Is Spring Springing Early? Watching the World Go Round with Henry Thoreau
This morning a Carolina wren is sitting deep in a nest made of pine needles above the window inside the writing shack where I am typing this. A hundred feet in front of me a mute swan has built a much larger nest. Meanwhile yesterday I heard (but did not see) a painted bunting, a bird aflame with color that has come back from points south far too early.
“Phenology,” writes Jack Turner, “is the study of the mature naturalist.” And what is phenology? The discipline of watching phenomena change as the seasons turn. I remember my personal highlight as a phenologist. It was fall and we were living on the beach on Cape Cod, and after a walk I said to my wife, “The seals should be back soon.” Each summer “our” seals migrated to the cooler waters of the Gulf of Maine, and each fall they migrated back.

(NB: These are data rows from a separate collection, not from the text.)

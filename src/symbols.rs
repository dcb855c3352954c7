//! The 64-symbol external alphabet packed bit-vectors are written in.
//!
//! Each symbol carries [`SYMBOL_BITS`] bits, most significant bit first.

use crate::bit_array::BitArray;
use crate::error::{Error, Result};

pub const SYMBOL_BITS: u64 = 6;

pub const SYMBOLS: &[u8; 64] = b"ABCDEFGHIJKLMNOPQRSTUVWXYZabcdefghijklmnopqrstuvwxyz0123456789-_";

const INVALID: u8 = 0xff;

const DECODE: [u8; 256] = {
    let mut table = [INVALID; 256];
    let mut i = 0;
    while i < SYMBOLS.len() {
        table[SYMBOLS[i] as usize] = i as u8;
        i += 1;
    }
    table
};

/// Returns the symbol for a 6-bit value.
#[inline]
pub fn chr(value: u64) -> char {
    SYMBOLS[(value & 0x3f) as usize] as char
}

/// Returns the 6-bit value of a symbol.
#[inline]
pub fn ord(symbol: char) -> Result<u64> {
    let code = u32::from(symbol);
    if code < 256 && DECODE[code as usize] != INVALID {
        Ok(DECODE[code as usize] as u64)
    } else {
        Err(Error::InvalidSymbol(symbol))
    }
}

/// Packs the first `len` bits of `bits` into symbols, zero-padding the last one.
pub fn encode(bits: &BitArray, len: u64) -> String {
    let n_symbols = len.div_ceil(SYMBOL_BITS);
    let mut out = String::with_capacity(n_symbols as usize);
    for i in 0..n_symbols {
        let p = i * SYMBOL_BITS;
        let size = SYMBOL_BITS.min(len - p);
        let value = bits.get_slice(p, size) << (SYMBOL_BITS - size);
        out.push(chr(value));
    }
    out
}

/// Unpacks symbols into bits. The result holds `6 * symbols` bits.
pub fn decode(data: &str) -> Result<BitArray> {
    let mut bits = BitArray::with_capacity(data.len() as u64 * SYMBOL_BITS);
    for c in data.chars() {
        bits.push_bits(ord(c)?, SYMBOL_BITS);
    }
    Ok(bits)
}

#[cfg(test)]
mod tests {
    use super::*;

    #[test]
    fn table_is_a_bijection() {
        for i in 0..64 {
            assert_eq!(ord(chr(i)).unwrap(), i);
        }
        assert_eq!(chr(0), 'A');
        assert_eq!(chr(63), '_');
        assert_eq!(ord('A').unwrap(), 0);
        assert_eq!(ord('_').unwrap(), 63);
    }

    #[test]
    fn rejects_foreign_symbols() {
        for c in ['=', '+', '/', ' ', 'é', '\u{1F600}'] {
            assert!(matches!(ord(c), Err(Error::InvalidSymbol(x)) if x == c));
        }
        assert!(decode("AB=C").is_err());
    }

    #[test]
    fn pads_last_symbol() {
        let mut bits = BitArray::new();
        bits.push_bits(0b11, 2);
        assert_eq!(encode(&bits, 2), "w");
        bits.push_bits(0b0001, 4);
        bits.push_bits(0b1, 1);
        assert_eq!(encode(&bits, 7), "xg");
    }

    #[test]
    fn decode_then_encode() {
        let data = "v2qqqqqqqpIUjQA5JZyBZ4ggCKh55ZZgBA5ZZd5vIEl1wx8g8A";
        let bits = decode(data).unwrap();
        assert_eq!(bits.len(), data.len() as u64 * SYMBOL_BITS);
        assert_eq!(encode(&bits, bits.len()), data);
    }
}
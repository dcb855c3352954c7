use std::io::{Read, Write};

use serde::{Deserialize, Serialize};
use tracing::info;

use crate::config::{DirectoryConfig, TrieConfig};
use crate::error::{Error, Result};
use crate::frozen_trie::FrozenTrie;
use crate::trie::Trie;

/// Persisted form of a frozen trie: its node count plus the packed
/// directory and trie strings.
///
/// The alphabet and directory block sizes are not stored, so a reader has
/// to supply the same [`TrieConfig`] the artifact was built with.
///
/// # Examples
///
/// ```
/// # use succinct_trie::{Artifact, Trie, TrieConfig};
/// let mut trie = Trie::new();
/// trie.insert("hello").unwrap();
/// let config = TrieConfig::default();
///
/// let json = Artifact::build(&trie, &config.directory).unwrap().to_json().unwrap();
/// let frozen = Artifact::from_json(&json).unwrap().freeze(&config).unwrap();
/// assert!(frozen.lookup("hello"));
/// ```
#[derive(Debug, Clone, PartialEq, Eq, Serialize, Deserialize)]
#[serde(rename_all = "camelCase", deny_unknown_fields)]
pub struct Artifact {
    pub node_count: u64,
    pub directory: String,
    pub trie: String,
}

impl Artifact {
    /// Encodes `trie` and its directory.
    pub fn build(trie: &Trie, config: &DirectoryConfig) -> Result<Self> {
        let frozen = trie.freeze(*config)?;
        Ok(Self::from(&frozen))
    }

    pub fn to_json(&self) -> Result<String> {
        Ok(serde_json::to_string(self)?)
    }

    /// Parses an artifact, rejecting missing or unknown fields.
    pub fn from_json(json: &str) -> Result<Self> {
        serde_json::from_str(json).map_err(|e| Error::Malformed(e.to_string()))
    }

    pub fn read_from<R: Read>(reader: R) -> Result<Self> {
        serde_json::from_reader(reader).map_err(|e| {
            if e.is_io() {
                Error::Io(e.into())
            } else {
                Error::Malformed(e.to_string())
            }
        })
    }

    pub fn write_to<W: Write>(&self, mut writer: W) -> Result<()> {
        serde_json::to_writer(&mut writer, self)?;
        writer.flush()?;
        Ok(())
    }

    /// Decodes the artifact into a queryable trie.
    ///
    /// Every inconsistency, including characters outside the packing
    /// table, is reported as [`Error::Malformed`].
    pub fn freeze(&self, config: &TrieConfig) -> Result<FrozenTrie> {
        let frozen = FrozenTrie::from_data(&self.trie, &self.directory, self.node_count, config)
            .map_err(|e| match e {
                Error::InvalidSymbol(c) => Error::Malformed(format!("invalid symbol {c:?}")),
                e => e,
            })?;
        info!(
            nodes = self.node_count,
            trie_bits = frozen.data().len(),
            directory_bits = frozen.directory().directory().len(),
            "loaded trie"
        );
        Ok(frozen)
    }
}

impl From<&FrozenTrie> for Artifact {
    fn from(frozen: &FrozenTrie) -> Self {
        Artifact {
            node_count: frozen.node_count(),
            directory: frozen.directory().get_data(),
            trie: frozen.data().get_data(),
        }
    }
}
#[inline(always)]
pub const fn mask_u64(size: u64) -> u64 {
    let mask = if size == 0 { 0 } else { !0u64 };
    mask.wrapping_shr(u64::BITS - size as u32)
}

/// Number of bits needed to represent `x` (at least 1).
#[inline(always)]
pub const fn bit_width(x: u64) -> u32 {
    u64::BITS - (x | 1).leading_zeros()
}

/// Smallest `i` such that `2^i >= x`.
#[inline(always)]
pub const fn ceil_log2(x: u64) -> u32 {
    if x <= 1 {
        0
    } else {
        bit_width(x - 1)
    }
}
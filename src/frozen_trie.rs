use std::collections::VecDeque;
use std::fmt;
use std::iter::FusedIterator;
use std::sync::Arc;

use tracing::warn;

use crate::alphabet::Alphabet;
use crate::bit_string::BitString;
use crate::config::TrieConfig;
use crate::error::{Error, Result};
use crate::rank_directory::{RankDirectory, Stream};
use crate::symbols::SYMBOL_BITS;

/// A node of a [`FrozenTrie`], decoded on demand.
#[derive(Debug, Clone, Copy, PartialEq, Eq)]
pub struct FrozenTrieNode {
    index: u64,
    letter: Option<char>,
    is_final: bool,
    first_child: u64,
    child_count: u64,
}

impl FrozenTrieNode {
    /// Level-order index; the root is 0.
    pub fn index(&self) -> u64 {
        self.index
    }

    /// The edge label leading to this node, `None` for the root.
    pub fn letter(&self) -> Option<char> {
        self.letter
    }

    /// Whether the path to this node spells a member word.
    pub fn is_final(&self) -> bool {
        self.is_final
    }

    pub fn child_count(&self) -> u64 {
        self.child_count
    }
}

/// Read-only succinct trie answering membership queries.
///
/// The encoded bit-vector is shared with its [`RankDirectory`], and nothing
/// is mutated after construction, so a `FrozenTrie` can be queried from many
/// threads at once.
///
/// # Examples
///
/// ```
/// # use succinct_trie::{DirectoryConfig, Trie};
/// let mut trie = Trie::new();
/// for word in ["hello", "help", "helper"] {
///     trie.insert(word).unwrap();
/// }
/// let frozen = trie.freeze(DirectoryConfig::default()).unwrap();
/// assert!(frozen.lookup("help"));
/// assert!(!frozen.lookup("hel"));
/// assert_eq!(frozen.suggest("help", 10).unwrap(), ["help", "helper"]);
/// ```
#[derive(Clone)]
pub struct FrozenTrie {
    data: Arc<BitString>,
    directory: RankDirectory,
    node_count: u64,
    alphabet: Alphabet,
    /// First payload bit; the structural streams come before it.
    letter_start: u64,
}

impl FrozenTrie {
    /// Wraps an encoded trie and the directory built over it.
    ///
    /// Fails with [`Error::Malformed`] if `node_count` is zero or the
    /// lengths of the encoded trie or the directory disagree with it.
    pub fn new(directory: RankDirectory, node_count: u64, alphabet: Alphabet) -> Result<Self> {
        if node_count == 0 {
            return Err(Error::Malformed("node count must include the root".into()));
        }
        let letter_start = 2 * node_count + 1;
        if directory.total_bits() != letter_start {
            return Err(Error::Malformed(format!(
                "directory indexes {} bits, expected {} for {} nodes",
                directory.total_bits(),
                letter_start,
                node_count
            )));
        }

        let data = directory.data().clone();
        let bits = letter_start + node_count * alphabet.node_bits() as u64;
        let padded = bits.div_ceil(SYMBOL_BITS) * SYMBOL_BITS;
        if data.len() != padded {
            return Err(Error::Malformed(format!(
                "trie holds {} bits, expected {} for {} nodes",
                data.len(),
                padded,
                node_count
            )));
        }

        Ok(FrozenTrie {
            data,
            directory,
            node_count,
            alphabet,
            letter_start,
        })
    }

    /// Rebuilds a trie from its packed trie and directory strings.
    pub fn from_data(trie: &str, directory: &str, node_count: u64, config: &TrieConfig) -> Result<Self> {
        let alphabet = config.alphabet()?;
        if node_count == 0 || node_count > trie.len() as u64 * SYMBOL_BITS {
            return Err(Error::Malformed(format!(
                "{} nodes cannot fit in {} symbols",
                node_count,
                trie.len()
            )));
        }
        let data = Arc::new(BitString::new(trie)?);
        let directory = BitString::new(directory)?;
        let directory = RankDirectory::from_parts(
            directory,
            data,
            2 * node_count + 1,
            config.directory.l1,
            config.directory.l2,
        )?;
        Self::new(directory, node_count, alphabet)
    }

    pub fn node_count(&self) -> u64 {
        self.node_count
    }

    pub fn alphabet(&self) -> &Alphabet {
        &self.alphabet
    }

    pub fn directory(&self) -> &RankDirectory {
        &self.directory
    }

    /// The encoded trie.
    pub fn data(&self) -> &BitString {
        &self.data
    }

    pub fn root(&self) -> Result<FrozenTrieNode> {
        self.node(0)
    }

    /// Decodes the node at level-order `index`.
    pub fn node(&self, index: u64) -> Result<FrozenTrieNode> {
        if index >= self.node_count {
            return Err(Error::NodeOutOfRange {
                index,
                nodes: self.node_count,
            });
        }

        let p = self.letter_start + index * self.alphabet.node_bits() as u64;
        let is_final = self.data.get(p, 1) == 1;
        let letter = if index == 0 {
            None
        } else {
            let label = self.label(index);
            let letter = self.alphabet.char(label).ok_or_else(|| {
                Error::Malformed(format!("node {index} has unknown label code {label}"))
            })?;
            Some(letter)
        };

        let (first_child, child_count) = self.child_range(index)?;
        Ok(FrozenTrieNode {
            index,
            letter,
            is_final,
            first_child,
            child_count,
        })
    }

    /// Label code of node `index`, read without decoding the node.
    #[inline]
    fn label(&self, index: u64) -> u32 {
        let p = self.letter_start + index * self.alphabet.node_bits() as u64 + 1;
        self.data.get(p, self.alphabet.label_bits() as u64) as u32
    }

    /// First child and number of children of node `index`.
    fn child_range(&self, index: u64) -> Result<(u64, u64)> {
        if self.data.get(Stream::HasChildren.bit(index + 1), 1) == 0 {
            return Ok((0, 0));
        }
        // The sentinel slot makes `r` the 1-based number of the sibling
        // group holding this node's children, counting the root's own group.
        let r = self.directory.rank(Stream::HasChildren, index + 1);
        let before = self.directory.select(Stream::LastSibling, r)?;
        let last = self.directory.select(Stream::LastSibling, r + 1)?;
        // Level order puts every child after its parent.
        if before < index || last < before || last >= self.node_count {
            return Err(Error::Malformed(format!(
                "node {index} has children {}..={last} out of level order",
                before + 1
            )));
        }
        Ok((before + 1, last - before))
    }

    /// The `i`-th child of `node`.
    pub fn child(&self, node: &FrozenTrieNode, i: u64) -> Result<FrozenTrieNode> {
        if i >= node.child_count {
            return Err(Error::NodeOutOfRange {
                index: i,
                nodes: node.child_count,
            });
        }
        self.node(node.first_child + i)
    }

    /// Iterates the children of `node` in label order.
    pub fn children(&self, node: &FrozenTrieNode) -> ChildIter<'_> {
        ChildIter {
            trie: self,
            next: node.first_child,
            end: node.first_child + node.child_count,
        }
    }

    /// Binary-searches the children of `node` for label `code`.
    fn find_child(&self, node: &FrozenTrieNode, code: u32) -> Result<Option<FrozenTrieNode>> {
        let (mut lo, mut hi) = (node.first_child, node.first_child + node.child_count);
        while lo < hi {
            let mid = lo + (hi - lo) / 2;
            let label = self.label(mid);
            if label == code {
                return self.node(mid).map(Some);
            } else if label < code {
                lo = mid + 1;
            } else {
                hi = mid;
            }
        }
        Ok(None)
    }

    /// Walks `word` from the root, returning the node it ends on.
    pub fn find(&self, word: &str) -> Result<Option<FrozenTrieNode>> {
        let mut node = self.root()?;
        for c in word.chars() {
            let Some(code) = self.alphabet.code(c) else {
                return Ok(None);
            };
            match self.find_child(&node, code)? {
                Some(child) => node = child,
                None => return Ok(None),
            }
        }
        Ok(Some(node))
    }

    /// Whether `word` is a member.
    ///
    /// Strict prefixes of members and words with characters outside the
    /// alphabet are misses.
    pub fn lookup(&self, word: &str) -> bool {
        match self.find(word) {
            Ok(node) => node.is_some_and(|n| n.is_final),
            Err(e) => {
                warn!(word, error = %e, "lookup walked into a corrupt trie");
                false
            }
        }
    }

    /// Up to `limit` members starting with `prefix`, shortest first and
    /// then in label order.
    pub fn suggest(&self, prefix: &str, limit: usize) -> Result<Vec<String>> {
        let mut result = Vec::new();
        if limit == 0 {
            return Ok(result);
        }
        let Some(start) = self.find(prefix)? else {
            return Ok(result);
        };

        let mut level = VecDeque::from([(start, prefix.to_string())]);
        let mut visited = 0;
        while let Some((node, word)) = level.pop_front() {
            // A tree reaches each node once; more visits mean shared children.
            visited += 1;
            if visited > self.node_count {
                return Err(Error::Malformed("sibling groups overlap".into()));
            }
            if node.is_final {
                result.push(word.clone());
                if result.len() == limit {
                    break;
                }
            }
            for child in self.children(&node) {
                let child = child?;
                let mut next = word.clone();
                next.extend(child.letter);
                level.push_back((child, next));
            }
        }
        Ok(result)
    }
}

The next day, walking again, I saw that the seals were indeed back, loafing on the offshore rocks. I couldn’t have been more thrilled by a promotion at work -- and in a way, that’s just what it was.
Phenology has always been a private science, a way of getting your own clock in synch with the world’s, and so far there have not been any Nobel Prizes awarded for knowing when the seals will be back. But that may be changing. It has been reported that the notes made in the journal of the granddaddy of phenology, Henry David Thoreau, are finding a whole new relevance.
It turns out that the meticulous phenological notes that Henry made in his journal are now being used to confirm what anyone who has lived through this non-winter already knows: spring is springing much too early. Recently, Richard Primack, a professor of biology at Boston University, and Abe Miller-Rushing, who was his grad student at the time, took notes on the same species that Thoreau had observed beginning in 1851 and concluded that nature's timing has changed for the earlier.
How wonderful that Henry’s private notes should play this public role. I think of one of his own favorite metaphors, one he employs on the last page of Walden, that of the “strong and beautiful bug,” which emerged after lying dormant inside of a farmer’s wooden table for sixty years, after having been deposited in the living tree “many years earlier still.” Thoreau concludes: “Who does not feel his faith in a resurrection and immortality strengthened by hearing of this?”
What thrills him is that something -- insect or idea -- can sleep for decades before springing back into “beautiful and winged life.” And now his journals are doing the same thing, speaking to us a hundred and fifty years after he spoke to them. It's true the news they tell is bad, but I can’t help but find the fact that they can speak to us at all is hopeful.
Who would have guessed? Noticing, it turns out, can be valuable.